A quoi servait cette institution terrible ?

L'étude qui montre la stratification sociale chez 80 cultures antiques

Selon une équipe de chercheurs dont les travaux ont été publiés dans le prestigieux journal scientifique Nature, cette institution avait un effet très simple : de stratifier les sociétés, en renforçant la position des couches sociales élevées et en maintenant celles des couches sociales basses.

Leur étude porte sur plus de 80 cultures australasiennes qui ont pratiqué le sacrifice humain, et chez qui le développement de cette pratique a tendu à donner à ces sociétés des classes sociales plus rigides. En clair, le sacrifice humain y était utilisé par les riches et puissants pour protéger leur pouvoir et faire en sorte que personne ne sorte du rang.

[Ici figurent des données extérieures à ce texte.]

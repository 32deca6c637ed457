//! Packaging fragments into a zip archive.

use std::io::{Seek, Write};

use tracing::debug;
use zip::write::SimpleFileOptions;
use zip::{CompressionMethod, ZipWriter};

use crate::error::AppError;
use crate::ingest::TextEncoding;
use crate::progress::{self, ProgressSink};
use crate::table::{to_csv_bytes, Table};

use super::{fragment_name, split, SplitOptions, SplitSummary};

/// Writes each fragment as `part_{i}_of_{n}.csv` into a deflated zip on `sink`.
///
/// Fragments are serialized straight into their archive entry, so no
/// per-fragment file ever exists outside the archive. Progress is reported
/// once per fragment. On success the finished sink is handed back; on
/// failure it is dropped, so a partial archive is never returned.
///
/// # Errors
///
/// Returns `AppError::SplitFailed` wrapping the first serialization,
/// encoding or archive error.
pub fn write_archive<W: Write + Seek>(
    fragments: &[Table],
    encoding: TextEncoding,
    sink: W,
    progress: Option<&dyn ProgressSink>,
) -> Result<W, AppError> {
    let total = fragments.len();
    let options = SimpleFileOptions::default().compression_method(CompressionMethod::Deflated);
    let mut zip = ZipWriter::new(sink);

    for (idx, fragment) in fragments.iter().enumerate() {
        let name = fragment_name(idx, total);
        let bytes = to_csv_bytes(fragment, encoding)
            .map_err(|e| AppError::SplitFailed(format!("{}: {}", name, e)))?;

        zip.start_file(name.as_str(), options)
            .map_err(|e| AppError::SplitFailed(format!("Failed to add {}: {}", name, e)))?;
        zip.write_all(&bytes)
            .map_err(|e| AppError::SplitFailed(format!("Failed to write {}: {}", name, e)))?;

        debug!(part = %name, rows = fragment.row_count(), bytes = bytes.len(), "Archived fragment");
        progress::report(
            progress,
            (idx + 1) as u64,
            total as u64,
            &format!("Wrote {}", name),
        );
    }

    zip.finish()
        .map_err(|e| AppError::SplitFailed(format!("Failed to finish archive: {}", e)))
}

/// Splits `table` and archives the fragments on `sink`.
pub fn split_to_archive<W: Write + Seek>(
    table: &Table,
    options: &SplitOptions,
    encoding: TextEncoding,
    sink: W,
    progress: Option<&dyn ProgressSink>,
) -> Result<(W, SplitSummary), AppError> {
    let fragments = split(table, options.max_rows)?;
    let total = fragments.len();
    let sink = write_archive(&fragments, encoding, sink, progress)?;

    let summary = SplitSummary {
        total_rows: table.row_count(),
        parts: total,
        part_names: (0..total).map(|i| fragment_name(i, total)).collect(),
        rows_per_part: fragments.iter().map(Table::row_count).collect(),
    };
    Ok((sink, summary))
}

#[cfg(test)]
mod tests {
    use super::*;
    use std::io::{Cursor, Read};

    use zip::ZipArchive;

    use crate::ingest::{load_bytes, LoadOptions};
    use crate::progress::testing::RecordingProgress;
    use crate::table::Value;

    fn read_entries(bytes: Vec<u8>) -> Vec<(String, Vec<u8>)> {
        let mut archive = ZipArchive::new(Cursor::new(bytes)).expect("Archive should open");
        (0..archive.len())
            .map(|i| {
                let mut entry = archive.by_index(i).expect("Entry should exist");
                let mut content = Vec::new();
                entry.read_to_end(&mut content).expect("Entry should read");
                (entry.name().to_string(), content)
            })
            .collect()
    }

    #[test]
    fn test_archive_entries_named_and_ordered() {
        let source = b"Inventory\nsku,qty\nA,1\nB,2\nC,3\nD,4\nE,5\n";
        let loaded = load_bytes("inv.csv", source, &LoadOptions::default()).unwrap();

        let (sink, summary) = split_to_archive(
            loaded.table(),
            &SplitOptions::new(2),
            loaded.encoding(),
            Cursor::new(Vec::new()),
            None,
        )
        .unwrap();

        assert_eq!(summary.parts, 3);
        assert_eq!(summary.rows_per_part, vec![2, 2, 1]);

        let entries = read_entries(sink.into_inner());
        let names: Vec<&str> = entries.iter().map(|(n, _)| n.as_str()).collect();
        assert_eq!(
            names,
            vec!["part_1_of_3.csv", "part_2_of_3.csv", "part_3_of_3.csv"]
        );
        assert_eq!(entries[0].1, b"Inventory\nsku,qty\nA,1\nB,2\n");
        assert_eq!(entries[2].1, b"Inventory\nsku,qty\nE,5\n");
    }

    #[test]
    fn test_each_fragment_reloads_independently() {
        let mut source = String::from("id,name\n");
        for i in 0..7 {
            source.push_str(&format!("{},name{}\n", i, i));
        }
        let loaded = load_bytes("people.csv", source.as_bytes(), &LoadOptions::default()).unwrap();
        let (sink, _) = split_to_archive(
            loaded.table(),
            &SplitOptions::new(3),
            loaded.encoding(),
            Cursor::new(Vec::new()),
            None,
        )
        .unwrap();

        let mut rebuilt: Vec<Vec<Value>> = Vec::new();
        for (name, content) in read_entries(sink.into_inner()) {
            let part = load_bytes(&name, &content, &LoadOptions::default()).unwrap();
            assert_eq!(part.table().columns(), loaded.table().columns());
            rebuilt.extend(part.table().rows().iter().cloned());
        }
        assert_eq!(rebuilt, loaded.table().rows());
    }

    #[test]
    fn test_latin1_fragments_stay_latin1() {
        let loaded = load_bytes("fr.csv", b"ville,n\nQu\xe9bec,1\n", &LoadOptions::default()).unwrap();
        let (sink, _) = split_to_archive(
            loaded.table(),
            &SplitOptions::new(10),
            loaded.encoding(),
            Cursor::new(Vec::new()),
            None,
        )
        .unwrap();
        let entries = read_entries(sink.into_inner());
        assert_eq!(entries[0].1, b"ville,n\nQu\xe9bec,1\n");
    }

    #[test]
    fn test_progress_reported_per_fragment() {
        let loaded =
            load_bytes("x.csv", b"a,b\n1,2\n3,4\n5,6\n", &LoadOptions::default()).unwrap();
        let recorder = RecordingProgress::default();
        split_to_archive(
            loaded.table(),
            &SplitOptions::new(1),
            loaded.encoding(),
            Cursor::new(Vec::new()),
            Some(&recorder),
        )
        .unwrap();

        let updates = recorder.snapshot();
        assert_eq!(updates.len(), 3);
        assert_eq!(updates[2].0, 3);
        assert_eq!(updates[2].1, 3);
        assert!(updates[0].2.contains("part_1_of_3.csv"));
    }

    #[test]
    fn test_unencodable_fragment_aborts_split() {
        let table = Table::from_rows(vec!["name".into()], vec![vec!["ok".into()], vec!["€".into()]]);
        let result = split_to_archive(
            &table,
            &SplitOptions::new(1),
            TextEncoding::Latin1,
            Cursor::new(Vec::new()),
            None,
        );
        assert!(matches!(result, Err(AppError::SplitFailed(_))));
    }
}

Les scientifiques se sont penchés sur ces cultures car elles sont toutes issues au départ de Taiwan et se sont ensuite répandues dans de nombreuses îles et archipels de la région australe du Pacifique ; partant d'un socle culturel et ethnique commun, les branches se sont ensuite développées chacune de leur côté, avec des niveaux différents de recours au sacrifice humain. De plus, les scientifiques ont eu recours à une technique appelée l'analyse phylogénique pour décortiquer les relations entre ces cultures et leur évolution et ainsi voir ce qui relevait de la relation de cause-à-effet et ce qui relevait de la coïncidence.

L'équipe a réparti les cultures en fonction de leur pratique du sacrifice humain et de leur niveau de stratification.

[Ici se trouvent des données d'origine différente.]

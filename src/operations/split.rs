use std::path::{Path, PathBuf};

use serde::Serialize;
use tracing::info;

use crate::config::CoreConfig;
use crate::error::AppError;
use crate::events::{OperationHooks, OperationKind, OperationRecord};
use crate::ingest::load_path;
use crate::split::{split_to_archive, SplitOptions, SplitSummary};
use crate::streaming::AtomicFileWriter;

use super::{run_blocking, write_failure};

#[derive(Debug, Clone, Serialize)]
pub struct SplitOutcome {
    pub archive_path: PathBuf,
    pub summary: SplitSummary,
    pub record: OperationRecord,
}

/// Splits the CSV at `input` into a zip archive at `output`.
///
/// Fragments keep the input's encoding and title line. Progress is
/// reported once per fragment.
///
/// # Errors
///
/// - `AppError::InvalidParameter` if `max_rows` is zero.
/// - Ingestion errors (`Io`, `Decode`, `CsvInvalid`) for the input.
/// - `AppError::SplitFailed` if any fragment or the archive cannot be
///   written. No archive is left at `output` in that case.
pub fn split_file(
    input: &Path,
    output: &Path,
    options: &SplitOptions,
    config: &CoreConfig,
    hooks: &OperationHooks,
) -> Result<SplitOutcome, AppError> {
    if options.max_rows == 0 {
        return Err(AppError::InvalidParameter(
            "max_rows must be a positive integer".into(),
        ));
    }

    let loaded = load_path(input, &config.load_options())?;

    let (sink, archive_path) = AtomicFileWriter::new(output)
        .map_err(write_failure(AppError::SplitFailed))?
        .into_parts();
    let (sink, summary) = split_to_archive(
        loaded.table(),
        options,
        loaded.encoding(),
        sink,
        hooks.progress(),
    )?;
    let archive_path = AtomicFileWriter::finish_with(sink, archive_path)
        .map_err(write_failure(AppError::SplitFailed))?;

    let record = OperationRecord {
        operation: OperationKind::Split,
        filename: loaded.name().to_string(),
        rows_processed: summary.total_rows as u64,
        output_rows: summary.total_rows as u64,
        size_bytes: loaded.size_bytes(),
        parts: summary.parts as u64,
        encoding: loaded.encoding().label().to_string(),
    };

    info!(
        file = %loaded.name(),
        rows = summary.total_rows,
        parts = summary.parts,
        archive = %archive_path.display(),
        "Split complete"
    );
    hooks.publish(&record);

    Ok(SplitOutcome {
        archive_path,
        summary,
        record,
    })
}

/// `split_file` on the blocking pool.
pub async fn split_file_async(
    input: PathBuf,
    output: PathBuf,
    options: SplitOptions,
    config: CoreConfig,
    hooks: OperationHooks,
) -> Result<SplitOutcome, AppError> {
    run_blocking("Split", move || {
        split_file(&input, &output, &options, &config, &hooks)
    })
    .await
}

Dans les cultures classées comme "égalitaires", car elles interdisaient l'héritage des biens et la transmission du statut social dans les familles, seules 25% pratiquaient le sacrifice humain ; par contre, 37% des cultures "modérément stratifiées" — qui autorisaient l'héritage mais n'avaient pas de système de caste rigide — le pratiquaient, et 65% des cultures fortement stratifiées. L'analyse phylogénique a montré que dans ces sociétés, le sacrifice humain a précédé la stratification, et qu'une fois que cette stratification était en place, il était très difficile de revenir dessus, comme les scientifiques l'ont expliqué au Washington Post.

Si, comme les scientifiques l'expliquent au site The Conversation, les méthodes et les raisons des sacrifices pouvaient varier, cette dynamique se retrouvait presque partout.

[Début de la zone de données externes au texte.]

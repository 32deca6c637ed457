use std::path::{Path, PathBuf};

use serde::Serialize;
use tracing::info;

use crate::config::CoreConfig;
use crate::error::AppError;
use crate::events::{OperationHooks, OperationKind, OperationRecord};
use crate::ingest::TextEncoding;
use crate::merge::{MergeOptions, MergeReport, Merger};
use crate::progress;
use crate::streaming::AtomicFileWriter;
use crate::table::write_csv;

use super::{run_blocking, write_failure};

/// Merged output is always written as UTF-8, whatever the inputs used.
const OUTPUT_ENCODING: TextEncoding = TextEncoding::Utf8;

#[derive(Debug, Clone, Serialize)]
pub struct MergeOutcome {
    pub output_path: PathBuf,
    pub rows: usize,
    pub columns: usize,
    pub report: MergeReport,
    pub record: OperationRecord,
}

/// Loads `inputs` in order, merges them and writes the result to `output`.
///
/// Progress is reported once per loaded file, once per file stacked (or
/// once for a join), and once for the write.
///
/// # Errors
///
/// - `AppError::NoFiles` if `inputs` is empty.
/// - Ingestion errors (`Io`, `Decode`, `CsvInvalid`) for any input.
/// - Merge errors (`UnsupportedOperation`, `InvalidColumns`, `MergeFailed`).
/// - `AppError::MergeFailed` if the output cannot be written. Nothing is
///   left at `output` in that case.
pub fn merge_files(
    inputs: &[PathBuf],
    output: &Path,
    options: &MergeOptions,
    config: &CoreConfig,
    hooks: &OperationHooks,
) -> Result<MergeOutcome, AppError> {
    if inputs.is_empty() {
        return Err(AppError::NoFiles {
            required: 1,
            registered: 0,
        });
    }
    let loads = inputs.len() as u64;
    let merge_units = match options {
        MergeOptions::Vertical(_) => loads,
        MergeOptions::Horizontal(_) => 1,
    };
    let steps = loads + merge_units + 1;

    let mut merger = Merger::with_config(config);
    for (idx, path) in inputs.iter().enumerate() {
        let (_, file) = merger.add(path, None)?;
        progress::report(
            hooks.progress(),
            idx as u64 + 1,
            steps,
            &format!("Loaded {}", file.name()),
        );
    }

    let merge_step = |done: u64, _total: u64, message: &str| {
        progress::report(hooks.progress(), loads + done, steps, message);
    };
    let merged = merger.execute_with_progress(options, Some(&merge_step))?;

    let mut writer = AtomicFileWriter::new(output).map_err(write_failure(AppError::MergeFailed))?;
    write_csv(&merged, OUTPUT_ENCODING, writer.writer_mut())
        .map_err(write_failure(AppError::MergeFailed))?;
    let output_path = writer.finish().map_err(write_failure(AppError::MergeFailed))?;
    progress::report(hooks.progress(), steps, steps, "Wrote merged file");

    let report = merger.report(options.merge_type(), &merged, Some(&output_path));
    let record = OperationRecord {
        operation: OperationKind::Merge,
        filename: output_path
            .file_name()
            .map(|n| n.to_string_lossy().into_owned())
            .unwrap_or_else(|| output_path.display().to_string()),
        rows_processed: merger.total_rows() as u64,
        output_rows: merged.row_count() as u64,
        size_bytes: merger.total_size(),
        parts: 1,
        encoding: OUTPUT_ENCODING.label().to_string(),
    };

    info!(
        files = merger.len(),
        rows = merged.row_count(),
        output = %output_path.display(),
        "Merge complete"
    );
    hooks.publish(&record);

    Ok(MergeOutcome {
        output_path,
        rows: merged.row_count(),
        columns: merged.column_count(),
        report,
        record,
    })
}

/// `merge_files` on the blocking pool.
pub async fn merge_files_async(
    inputs: Vec<PathBuf>,
    output: PathBuf,
    options: MergeOptions,
    config: CoreConfig,
    hooks: OperationHooks,
) -> Result<MergeOutcome, AppError> {
    run_blocking("Merge", move || {
        merge_files(&inputs, &output, &options, &config, &hooks)
    })
    .await
}

#[cfg(test)]
mod tests {
    use super::*;
    use std::sync::Arc;

    use tempfile::TempDir;

    use crate::events::testing::RecordingEvents;
    use crate::merge::{ColumnsMode, HorizontalOptions, MergeType, VerticalOptions};
    use crate::progress::testing::RecordingProgress;
    use crate::table::JoinType;

    fn write(dir: &TempDir, name: &str, body: &[u8]) -> PathBuf {
        let path = dir.path().join(name);
        std::fs::write(&path, body).expect("Fixture should be written");
        path
    }

    #[test]
    fn test_vertical_merge_with_source_column() {
        let dir = TempDir::new().unwrap();
        let inputs = vec![
            write(&dir, "a.csv", b"id,name\n1,Ana\n"),
            write(&dir, "b.csv", b"id,email\n2,b@x.io\n"),
        ];
        let output = dir.path().join("merged.csv");
        let progress = Arc::new(RecordingProgress::default());
        let events = Arc::new(RecordingEvents::default());
        let hooks = OperationHooks::default()
            .with_progress(progress.clone())
            .with_events(events.clone());
        let options = MergeOptions::Vertical(VerticalOptions {
            columns_mode: ColumnsMode::Intersection,
            include_source: true,
        });

        let outcome = merge_files(&inputs, &output, &options, &CoreConfig::default(), &hooks)
            .expect("Merge should succeed");

        assert_eq!(
            std::fs::read_to_string(&output).unwrap(),
            "id,_source_file\n1,a.csv\n2,b.csv\n"
        );
        assert_eq!(outcome.rows, 2);
        assert_eq!(outcome.report.merge_type, MergeType::Vertical);
        let updates = progress.snapshot();
        assert_eq!(updates.len(), 5);
        assert_eq!(updates[3], (4, 5, "Stacked b.csv".to_string()));
        assert_eq!(updates[4], (5, 5, "Wrote merged file".to_string()));
        assert_eq!(events.snapshot()[0].filename, "merged.csv");
    }

    #[test]
    fn test_latin1_inputs_merge_to_utf8() {
        let dir = TempDir::new().unwrap();
        let inputs = vec![
            write(&dir, "a.csv", b"id,ville\n1,Qu\xe9bec\n"),
            write(&dir, "b.csv", "id,ville\n2,Montréal\n".as_bytes()),
        ];
        let output = dir.path().join("merged.csv");

        merge_files(
            &inputs,
            &output,
            &MergeOptions::default(),
            &CoreConfig::default(),
            &OperationHooks::default(),
        )
        .unwrap();
        assert_eq!(
            std::fs::read_to_string(&output).unwrap(),
            "id,ville\n1,Québec\n2,Montréal\n"
        );
    }

    #[test]
    fn test_failed_join_leaves_no_output() {
        let dir = TempDir::new().unwrap();
        let inputs = vec![
            write(&dir, "a.csv", b"id,x\n1,a\n"),
            write(&dir, "b.csv", b"id,y\n1,b\n"),
        ];
        let output = dir.path().join("merged.csv");
        let events = Arc::new(RecordingEvents::default());
        let options = MergeOptions::Horizontal(HorizontalOptions {
            join_columns: vec!["sku".into()],
            join_type: JoinType::Inner,
        });

        let err = merge_files(
            &inputs,
            &output,
            &options,
            &CoreConfig::default(),
            &OperationHooks::default().with_events(events.clone()),
        )
        .unwrap_err();
        assert!(matches!(err, AppError::InvalidColumns { .. }));
        assert!(!output.exists());
        assert!(events.snapshot().is_empty());
    }

    #[tokio::test]
    async fn test_merge_files_async_join() {
        let dir = TempDir::new().unwrap();
        let inputs = vec![
            write(&dir, "a.csv", b"id,x\n1,a\n2,b\n"),
            write(&dir, "b.csv", b"id,y\n1,p\n3,q\n"),
        ];
        let output = dir.path().join("joined.csv");
        let options = MergeOptions::Horizontal(HorizontalOptions {
            join_columns: vec!["id".into()],
            join_type: JoinType::Outer,
        });

        let outcome = merge_files_async(
            inputs,
            output.clone(),
            options,
            CoreConfig::default(),
            OperationHooks::default(),
        )
        .await
        .expect("Async merge should succeed");
        assert_eq!(outcome.rows, 3);
        assert_eq!(
            std::fs::read_to_string(&output).unwrap(),
            "id,x,y\n1,a,p\n2,b,\n3,,q\n"
        );
    }

    #[tokio::test]
    async fn test_no_inputs() {
        let dir = TempDir::new().unwrap();
        let err = merge_files_async(
            Vec::new(),
            dir.path().join("out.csv"),
            MergeOptions::default(),
            CoreConfig::default(),
            OperationHooks::default(),
        )
        .await
        .unwrap_err();
        assert!(matches!(err, AppError::NoFiles { .. }));
    }
}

Presque toujours, les victimes de sacrifice étaient issues des classes sociales les plus basses, et les sacrifices étaient très ritualisés. "Il y avait une maximisation de la terreur et de l'effet de spectacle", a expliqué Joseph Watts, directeur de l'équipe, dans une interview au Smithsonian Magazine.

Le sacrifice dans les sociétés indo-européennes, aussi un instrument de politique sociale

Tout cela est très intéressant, mais est-ce généralisable à l'institution du sacrifice en général, et notamment dans les sociétés occidentales dont nous sommes issus ?

S'il n'existe aucune étude aussi détaillée pour nos sociétés, il y a néanmoins certaines indications. Comme l'a écrit l'historien Karl Galinsky, dans le monde païen méditerranéen, la religion était "la poursuite de la politique sociale par d'autres moyens". Tous les offices publics étaient également des offices religieux, et le sacré et le politique étaient intrinsèquement entremêlés. Même à Rome, dont on pense qu'elle était déjà loin du sacrifice humain, les exécutions d'esclaves rebelles (le plus souvent par crucifixion) étaient vues comme des sacrifices divins. Après avoir écrasé la révolte de Spartacus, le général romain Crassus obtint un Triomphe, et l'allée de son défilé était ornée de 6000 croix… De même, l'exécution des prisonniers de guerre était aussi considérée comme un sacrifice au dieu de la guerre Mars.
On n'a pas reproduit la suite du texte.